|Contents: 1) What Is Baijiu? 2) Baijiu History 3) How Is Baijiu Made? 4) Baijiu Ingredients 5) Types Of Baijiu 6) Baijiu Facts & FAQs 7) How To Drink Baijiu 8) Pairing Baijiu With Food 9) Baijiu Cocktails 10) Baijiu Top Ten Brands|
|Country of origin||China|
|Alcohol by volume||28-65%|
|“Baijiu” in Chinese characters||白酒|
|Literal meaning||“white (clear) alcohol”|
Have you heard of Baijiu? Quite simply, Baijiu is the biggest selling drink on the planet. In fact, the top 5 biggest selling drinks globally are Baijius (Johnny Walker splits them at 4th). This Chinese spirit is synonymous with so much of Chinese culture: weddings, state banquets – in fact, any state occasion – business meetings (the actual meal and constant toasts with Baijiu are perhaps where the real business is done), birthdays, presents and increasingly as a social drink. (See: How To Drink Baijiu – Baijiu Drinking Culture)
So what goes into Baijiu to make it what it is? Firstly, it’s important to appreciate that the different aromas can influence how the Baijiu tastes. Sauce aroma baijiu will differ hugely from rice aroma baijiu for example and it will contain different ingredients. So let’s break down the 4 main aromas of Baijiu and look at what goes into making them.
The process starts with fermenting cooked sorghum with other grains such as Jiuqu. Jiuqu itself is made from crushed wheat, barley and sometimes, peas. Yeast and fungi are then developed in the heat and humidity of fermenting but the real magic occurs with the mixing of Jiuqu and sorghum to create enzymes, which then creates varying flavours, whilst the yeast produces ethanol.
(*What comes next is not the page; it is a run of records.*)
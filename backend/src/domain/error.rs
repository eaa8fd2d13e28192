//! Domain-level error types.
//!
//! These errors are transport agnostic. Inbound adapters map them to HTTP
//! responses wrapped in the shared `{meta, objects}` envelope; the datadump
//! worker logs them and records them on the job status.

use serde::{Deserialize, Serialize};
use serde_json::Value;

use crate::domain::TraceId;

/// Stable machine-readable error code describing the failure category.
#[derive(Debug, Clone, Copy, PartialEq, Eq, Hash, Serialize, Deserialize)]
#[non_exhaustive]
#[serde(rename_all = "snake_case")]
pub enum ErrorCode {
    /// The request is malformed or fails validation.
    InvalidRequest,
    /// A feature-of-interest table referenced by the request is absent
    /// from the observation warehouse.
    MissingTable,
    /// The requested resource (job, chunk) does not exist.
    NotFound,
    /// The request is well formed but cannot be processed.
    Unprocessable,
    /// A backing store is temporarily unavailable.
    ServiceUnavailable,
    /// An unexpected error occurred inside the domain.
    InternalError,
}

/// Domain error payload.
///
/// ## Invariants
/// - `message` must be non-empty once trimmed of whitespace.
///
/// # Examples
/// ```
/// use sensornet::domain::{Error, ErrorCode};
///
/// let err = Error::missing_table("temperature");
/// assert_eq!(err.code(), ErrorCode::MissingTable);
/// assert_eq!(err.message(), "Table temperature not found");
/// ```
#[derive(Debug, Clone, PartialEq, Serialize, Deserialize)]
#[serde(rename_all = "camelCase")]
pub struct Error {
    code: ErrorCode,
    message: String,
    #[serde(skip_serializing_if = "Option::is_none")]
    details: Option<Value>,
    #[serde(skip_serializing_if = "Option::is_none")]
    trace_id: Option<String>,
}

/// Validation errors emitted by the constructors.
#[derive(Debug, Clone, PartialEq, Eq, thiserror::Error)]
pub enum ErrorValidationError {
    #[error("error message must not be empty")]
    EmptyMessage,
}

impl Error {
    /// Create a new error, panicking if validation fails.
    ///
    /// The active [`TraceId`], if any, is captured so adapters can echo it.
    ///
    /// # Panics
    /// Panics when `message` is blank.
    pub fn new(code: ErrorCode, message: impl Into<String>) -> Self {
        match Self::try_new(code, message) {
            Ok(value) => value,
            Err(err) => panic!("error messages must satisfy validation: {err}"),
        }
    }

    /// Fallible constructor that validates the message content.
    pub fn try_new(code: ErrorCode, message: impl Into<String>) -> Result<Self, ErrorValidationError> {
        let message = message.into();
        if message.trim().is_empty() {
            return Err(ErrorValidationError::EmptyMessage);
        }
        Ok(Self {
            code,
            message,
            details: None,
            trace_id: TraceId::current().map(|id| id.to_string()),
        })
    }

    /// Stable machine-readable error code.
    pub fn code(&self) -> ErrorCode {
        self.code
    }

    /// Human-readable message returned to adapters.
    pub fn message(&self) -> &str {
        self.message.as_str()
    }

    /// Supplementary error details for adapters.
    pub fn details(&self) -> Option<&Value> {
        self.details.as_ref()
    }

    /// Correlation identifier captured when the error was raised.
    pub fn trace_id(&self) -> Option<&str> {
        self.trace_id.as_deref()
    }

    /// Attach structured details to the error.
    ///
    /// # Examples
    /// ```
    /// use sensornet::domain::Error;
    /// use serde_json::json;
    ///
    /// let err = Error::invalid_request("bad").with_details(json!({ "field": "limit" }));
    /// assert!(err.details().is_some());
    /// ```
    pub fn with_details(mut self, details: Value) -> Self {
        self.details = Some(details);
        self
    }

    /// Override the correlation identifier.
    pub fn with_trace_id(mut self, trace_id: impl Into<String>) -> Self {
        self.trace_id = Some(trace_id.into());
        self
    }

    /// Convenience constructor for [`ErrorCode::InvalidRequest`].
    pub fn invalid_request(message: impl Into<String>) -> Self {
        Self::new(ErrorCode::InvalidRequest, message)
    }

    /// Convenience constructor for [`ErrorCode::MissingTable`].
    ///
    /// The message always names the missing table.
    pub fn missing_table(table: &str) -> Self {
        Self::new(ErrorCode::MissingTable, format!("Table {table} not found"))
            .with_details(serde_json::json!({ "table": table }))
    }

    /// Convenience constructor for [`ErrorCode::NotFound`].
    pub fn not_found(message: impl Into<String>) -> Self {
        Self::new(ErrorCode::NotFound, message)
    }

    /// Convenience constructor for [`ErrorCode::Unprocessable`].
    pub fn unprocessable(message: impl Into<String>) -> Self {
        Self::new(ErrorCode::Unprocessable, message)
    }

    /// Convenience constructor for [`ErrorCode::ServiceUnavailable`].
    pub fn service_unavailable(message: impl Into<String>) -> Self {
        Self::new(ErrorCode::ServiceUnavailable, message)
    }

    /// Convenience constructor for [`ErrorCode::InternalError`].
    pub fn internal(message: impl Into<String>) -> Self {
        Self::new(ErrorCode::InternalError, message)
    }

    /// Internal error carrying the debug rendering of its cause.
    ///
    /// The rendering is returned to clients verbatim, which is acceptable for
    /// an internal tool but leaks implementation detail on a public API.
    pub fn internal_with_debug(context: &str, cause: &impl std::fmt::Debug) -> Self {
        Self::internal(format!("{context}\nDebug:\n{cause:?}"))
    }
}

impl std::fmt::Display for Error {
    fn fmt(&self, f: &mut std::fmt::Formatter<'_>) -> std::fmt::Result {
        write!(f, "{}", self.message)
    }
}

impl std::error::Error for Error {}

#[cfg(test)]
mod tests;
impl FieldErrors {
    /// Keep the value of `result`, recording its error if it failed.
    pub(crate) fn capture<T>(&mut self, result: Result<T, FieldError>) -> Option<T> {
        result.map_err(|err| self.0.push(err)).ok()
    }

    pub(crate) fn is_empty(&self) -> bool {
        self.0.is_empty()
    }

    /// Convert the collected failures into a single validation error.
    pub(crate) fn into_error(self) -> Error {
        let message = self
            .0
            .iter()
            .map(|err| format!("{}: {}", err.field.as_str(), err.message))
            .collect::<Vec<_>>()
            .join("; ");
        let details = self.0.iter().map(FieldError::to_json).collect::<Vec<_>>();
        Error::invalid_request(message).with_details(Value::Array(details))
    }

    fn finish(self) -> Result<(), Error> {
        if self.is_empty() {
            Ok(())
        } else {
            Err(self.into_error())
        }
    }
}

/// Catalog names accepted as query parameters.
pub(crate) trait QueryName: Sized {
    fn parse(value: &str) -> Result<Self, SensorNetworkValidationError>;
}

macro_rules! query_name {
    ($($name:ty),+) => {
        $(impl QueryName for $name {
            fn parse(value: &str) -> Result<Self, SensorNetworkValidationError> {
                Self::new(value)
            }
        })+
    };
}

query_name!(NetworkName, NodeId, SensorName, FeatureName);

fn name_error(field: FieldName, raw: &str, err: &SensorNetworkValidationError) -> FieldError {
    FieldError::new(field, ErrorCode::InvalidName, err.to_string()).with_value(raw)
}

fn missing(field: FieldName) -> FieldError {
    FieldError::new(
        field,
        ErrorCode::MissingField,
        format!("missing required field: {}", field.as_str()),
    )
}

fn raw_value<'a>(raw: &'a RawQuery, field: FieldName) -> Option<&'a str> {
    raw.get(field.as_str())
        .map(|value| value.trim())
        .filter(|value| !value.is_empty())
}

pub(crate) fn parse_name<T: QueryName>(
    value: &str,
    field: FieldName,
) -> Result<T, FieldError> {
    T::parse(value).map_err(|err| name_error(field, value, &err))
}

fn parse_optional_name<T: QueryName>(
    raw: &RawQuery,
    field: FieldName,
) -> Result<Option<T>, FieldError> {
    raw_value(raw, field)
        .map(|value| parse_name(value, field))
        .transpose()
}

/// Parse a comma-separated list of names; an absent or blank value is `None`.
fn parse_name_list<T: QueryName>(
    raw: &RawQuery,
    field: FieldName,
) -> Result<Option<Vec<T>>, FieldError> {
    let Some(value) = raw_value(raw, field) else {
        return Ok(None);
    };
    let names = value
        .split(',')
        .map(str::trim)
        .filter(|item| !item.is_empty())
        .map(|item| parse_name(item, field))
        .collect::<Result<Vec<_>, _>>()?;
    Ok((!names.is_empty()).then_some(names))
}

/// Parse a naive ISO-8601 datetime or an RFC 3339 timestamp (converted to UTC).
pub(crate) fn parse_datetime(value: &str, field: FieldName) -> Result<NaiveDateTime, FieldError> {
    if let Ok(timestamp) = DateTime::parse_from_rfc3339(value) {
        return Ok(timestamp.with_timezone(&Utc).naive_utc());
    }
    const NAIVE_FORMATS: [&str; 3] = [
        "%Y-%m-%dT%H:%M:%S%.f",
        "%Y-%m-%d %H:%M:%S%.f",
        "%Y-%m-%dT%H:%M",
    ];
    NAIVE_FORMATS
        .iter()
        .find_map(|format| NaiveDateTime::parse_from_str(value, format).ok())
        .or_else(|| {
            NaiveDate::parse_from_str(value, "%Y-%m-%d")
                .ok()
                .map(|date| date.and_time(NaiveTime::MIN))
        })
        .ok_or_else(|| {
            FieldError::new(
                field,
                ErrorCode::InvalidTimestamp,
                format!("{} must be an ISO 8601 datetime", field.as_str()),
            )
            .with_value(value)
        })
}

fn parse_optional_datetime(
    raw: &RawQuery,
    field: FieldName,
) -> Result<Option<NaiveDateTime>, FieldError> {
    raw_value(raw, field)
        .map(|value| parse_datetime(value, field))
        .transpose()
}

pub(crate) fn parse_number<T: FromStr>(value: &str, field: FieldName) -> Result<T, FieldError> {
    value.parse().map_err(|_| {
        FieldError::new(
            field,
            ErrorCode::InvalidNumber,
            format!("{} must be a non-negative integer", field.as_str()),
        )
        .with_value(value)
    })
}
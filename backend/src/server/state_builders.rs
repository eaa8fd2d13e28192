//! Builders for HTTP state and the optional in-process datadump worker.

use std::sync::Arc;

use actix_web::web;
use mockable::DefaultClock;
use tracing::{info, warn};

use sensornet::domain::ports::{
    ChunkStore, DatadumpQueue, DisabledResponseCache, JobStatusStore, ObservationWarehouse,
    ResponseCache, SensorCatalogRepository,
};
use sensornet::domain::{
    AggregationService, DatadumpRunner, DatadumpService, DatadumpWorker, FanOutExecutor,
    ObservationQueryPlanner, ObservationQueryService, SensorCatalog,
};
use sensornet::inbound::http::state::HttpState;
use sensornet::outbound::cache::{CacheTtl, RedisJobStatusStore, RedisResponseCache};
use sensornet::outbound::memory::{
    InMemoryChunkStore, InMemoryDatadumpQueue, InMemoryJobStatusStore,
    InMemoryObservationWarehouse, InMemorySensorCatalog,
};
use sensornet::outbound::persistence::{
    DieselChunkStore, DieselDatadumpQueue, DieselObservationWarehouse,
    DieselSensorCatalogRepository,
};

use super::ServerConfig;
use super::config::StoreHandles;

/// Port implementations selected for one server instance.
struct Ports {
    catalog: Arc<dyn SensorCatalogRepository>,
    warehouse: Arc<dyn ObservationWarehouse>,
    queue: Arc<dyn DatadumpQueue>,
    status: Arc<dyn JobStatusStore>,
    chunks: Arc<dyn ChunkStore>,
    cache: Arc<dyn ResponseCache>,
    /// Queue lives in this process, so only an inline worker can drain it.
    process_local_queue: bool,
}

fn redis_ports(
    stores: &StoreHandles,
    ttl: CacheTtl,
) -> (Arc<dyn JobStatusStore>, Arc<dyn ResponseCache>) {
    match &stores.redis {
        Some(redis) => (
            Arc::new(RedisJobStatusStore::new(redis.clone())),
            Arc::new(RedisResponseCache::new(redis.clone(), ttl)),
        ),
        None => {
            warn!("redis not configured; job status is process-local and metadata caching is off");
            (
                Arc::new(InMemoryJobStatusStore::default()),
                Arc::new(DisabledResponseCache),
            )
        }
    }
}

fn build_ports(config: &ServerConfig) -> Ports {
    match &config.stores {
        Some(stores) => {
            let (status, cache) = redis_ports(stores, config.cache_ttl);
            Ports {
                catalog: Arc::new(DieselSensorCatalogRepository::new(stores.metadata.clone())),
                warehouse: Arc::new(DieselObservationWarehouse::new(stores.warehouse.clone())),
                queue: Arc::new(DieselDatadumpQueue::new(stores.metadata.clone())),
                status,
                chunks: Arc::new(DieselChunkStore::new(stores.metadata.clone())),
                cache,
                process_local_queue: false,
            }
        }
        None => Ports {
            catalog: Arc::new(InMemorySensorCatalog::default()),
            warehouse: Arc::new(InMemoryObservationWarehouse::default()),
            queue: Arc::new(InMemoryDatadumpQueue::default()),
            status: Arc::new(InMemoryJobStatusStore::default()),
            chunks: Arc::new(InMemoryChunkStore::default()),
            cache: Arc::new(DisabledResponseCache),
            process_local_queue: true,
        },
    }
}

/// Handler state plus the worker to spawn alongside the server, if any.
pub(super) struct BuiltServices {
    pub(super) http_state: web::Data<HttpState>,
    pub(super) worker: Option<DatadumpWorker>,
}

/// Build the shared HTTP state from the configured stores.
pub(super) fn build_services(config: &ServerConfig) -> BuiltServices {
    let ports = build_ports(config);
    let catalog = SensorCatalog::new(ports.catalog);
    let planner =
        ObservationQueryPlanner::new(catalog.clone(), ports.warehouse.clone(), config.table_naming);
    let observations = ObservationQueryService::new(
        planner.clone(),
        FanOutExecutor::new(ports.warehouse.clone(), config.fan_out),
    );
    let aggregation =
        AggregationService::new(catalog.clone(), ports.warehouse.clone(), config.table_naming);
    let datadumps = DatadumpService::new(
        planner.clone(),
        ports.queue.clone(),
        ports.status.clone(),
        ports.chunks.clone(),
    );

    let worker = (config.inline_worker || ports.process_local_queue).then(|| {
        let runner = DatadumpRunner::new(
            planner,
            ports.warehouse,
            ports.chunks,
            ports.status,
            Arc::new(DefaultClock),
            config.datadump,
        );
        let worker_id = format!("inline-{}", std::process::id());
        info!(worker = %worker_id, "inline datadump worker enabled");
        DatadumpWorker::new(ports.queue, runner, worker_id)
    });

    BuiltServices {
        http_state: web::Data::new(HttpState {
            catalog,
            observations,
            aggregation,
            datadumps,
            cache: ports.cache,
            clock: Arc::new(DefaultClock),
            url_root: config.url_root.clone(),
        }),
        worker,
    }
}
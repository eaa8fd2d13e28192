//! Print the OpenAPI document as JSON.

use std::io::{self, Write};

use sensornet::doc::ApiDoc;
use utoipa::OpenApi;

fn main() -> io::Result<()> {
    let document = ApiDoc::openapi()
        .to_pretty_json()
        .map_err(|error| io::Error::other(format!("serialise OpenAPI document: {error}")))?;
    let mut stdout = io::stdout().lock();
    writeln!(stdout, "{document}")
}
As grains are added to hot water, crushed Jiuqu is added to this and the mixture is then fermented further, in a pit or jar. It really depends on the aroma at this point!
- Sorghum – grass species of grain.
- Jiuqu (or Qu) – made from crushed wheat, barley and peas and often other ingredients is mixed with water and left out doors to collect airborne yeast.
Sauce Aroma Baijiu
Sorghum is fermented in stone brick pits 8 times over a year. The resulting flavour is caramel, mushroom, umami, soy and herbs. The brand Moutai can rightly be considered the Prince of Baijius and the top sauce aroma brands command exorbitant prices.
Strong Aroma Baijiu
One of the baijiu brands Wuliangye has pits as old as 600 years! A personal fascination for me is strong aroma baijiu. The fermented mash is continuously added to – so some of these old pits literally have mash which can be centuries old. I am not aware of any other alcohol which is made with the base mash as old as this. The difference to sauce aroma baijiu is that strong aroma Baijiu is made in mud pits (as opposed to stone brick).
Light Aroma Baijiu
Light aroma Baijiu is made from sorghum and Qu (wheat bran, barley, peas). Light aroma baijiu is different again for a few reasons; it is made in stone pots or pits and the tendency is to use a short production cycle. This means that the aroma is quite fresh, however the alcohol content is high – over 50% alcohol volume is normal for light aroma baijiu.
Rice Aroma Baijiu
As the aroma name suggests, rice aroma baijiu is made from….rice! Steamed grains of rice are added to Qu then water is added. The process also involves continuous distillation and the cooked rice, once mixed with Qu is then mixed in an earthenware jar. A hole is dug to allow for more air to circulate into the mixture and it only sits for one day, unlike other aromas. At this point the now sugary rice mix is put into a larger jar, water is added which activates the yeast and the jar is covered and left for about a week.